第3話 少しとんで 聖騎士団フェネック小隊出動司令
ベリーが【HP+5】のスキルを享受し、人生の転換を迎えた。
それから半日がたち、真夜中のこと。
スキルディア王国 首都キングから、聖騎士団フェネック小隊が出立しようとしていた。
フェネック小隊 フェネック隊長は部下達を整列させ今回の任務について、説明を開始する。
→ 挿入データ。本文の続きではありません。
//! Binary codecs for the two daemon sockets.
//!
//! - [`record`]: the datagram format producers use to submit one record.
//! - [`control`]: request/response messages on the control socket.
//!
//! All integers are little-endian.  Decoders go through [`ByteReader`],
//! which checks the remaining length before every field access and fails
//! with [`LogError::InvalidMessageLength`] instead of reading past the end.

pub mod control;
pub mod record;

use crate::error::LogError;

/// Bounds-checked cursor over a received message.
pub(crate) struct ByteReader<'a> {
    buf: &'a [u8],
    pos: usize,
}

impl<'a> ByteReader<'a> {
    pub(crate) fn new(buf: &'a [u8]) -> Self {
        ByteReader { buf, pos: 0 }
    }

    pub(crate) fn remaining(&self) -> usize {
        self.buf.len() - self.pos
    }

    pub(crate) fn bytes(&mut self, n: usize) -> Result<&'a [u8], LogError> {
        if self.remaining() < n {
            return Err(LogError::InvalidMessageLength);
        }
        let out = &self.buf[self.pos..self.pos + n];
        self.pos += n;
        Ok(out)
    }

    fn array<const N: usize>(&mut self) -> Result<[u8; N], LogError> {
        let mut out = [0u8; N];
        out.copy_from_slice(self.bytes(N)?);
        Ok(out)
    }

    pub(crate) fn u8(&mut self) -> Result<u8, LogError> {
        Ok(self.array::<1>()?[0])
    }

    pub(crate) fn u16(&mut self) -> Result<u16, LogError> {
        Ok(u16::from_le_bytes(self.array()?))
    }

    pub(crate) fn u32(&mut self) -> Result<u32, LogError> {
        Ok(u32::from_le_bytes(self.array()?))
    }

    pub(crate) fn i32(&mut self) -> Result<i32, LogError> {
        Ok(i32::from_le_bytes(self.array()?))
    }

    pub(crate) fn u64(&mut self) -> Result<u64, LogError> {
        Ok(u64::from_le_bytes(self.array()?))
    }

    /// `u16` length followed by UTF-8 bytes.
    pub(crate) fn string(&mut self) -> Result<String, LogError> {
        let len = self.u16()? as usize;
        let raw = self.bytes(len)?;
        Ok(String::from_utf8_lossy(raw).into_owned())
    }

    pub(crate) fn rest(&mut self) -> &'a [u8] {
        let out = &self.buf[self.pos..];
        self.pos = self.buf.len();
        out
    }
}

pub(crate) fn put_string(buf: &mut Vec<u8>, s: &str) {
    let bytes = &s.as_bytes()[..s.len().min(u16::MAX as usize)];
    buf.extend_from_slice(&(bytes.len() as u16).to_le_bytes());
    buf.extend_from_slice(bytes);
}

/// Bytes up to (not including) the first NUL, or all of them.
pub(crate) fn until_nul(raw: &[u8]) -> &[u8] {
    match raw.iter().position(|&b| b == 0) {
        Some(i) => &raw[..i],
        None => raw,
    }
}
「スキルディア王国南部 ルーツ市にて、[魔人]が出現したとの報告があった。[魔人]は我が国にとって最大級の脅威である。よって、これを討伐することとなった。」
フェネック小隊の人数は隊長をいれ7人。それぞれが若くして歴戦の騎士であった。
だが、魔人の出現は一つの町、どころか国の危機である可能性もある。騎士たちは神妙な面持ちで任務内容を聞いていた。
「住民の被害は?」
小隊のなかでも最年長のフラッグが質問を口にする。
「不明だ。だが、市にも守護隊がある。我々は討伐に集中することとする。以上、任務開始。移動を開始する。」
フェネック隊は任務開始の号令に返事をするまでもなく、行動を開始。
迅速に騎馬にのり、南方向 ルーツ市に出立した。
[魔人]とは、女神スキルディアに反逆をした、【魔王アリビリティ】の眷属となった人間である。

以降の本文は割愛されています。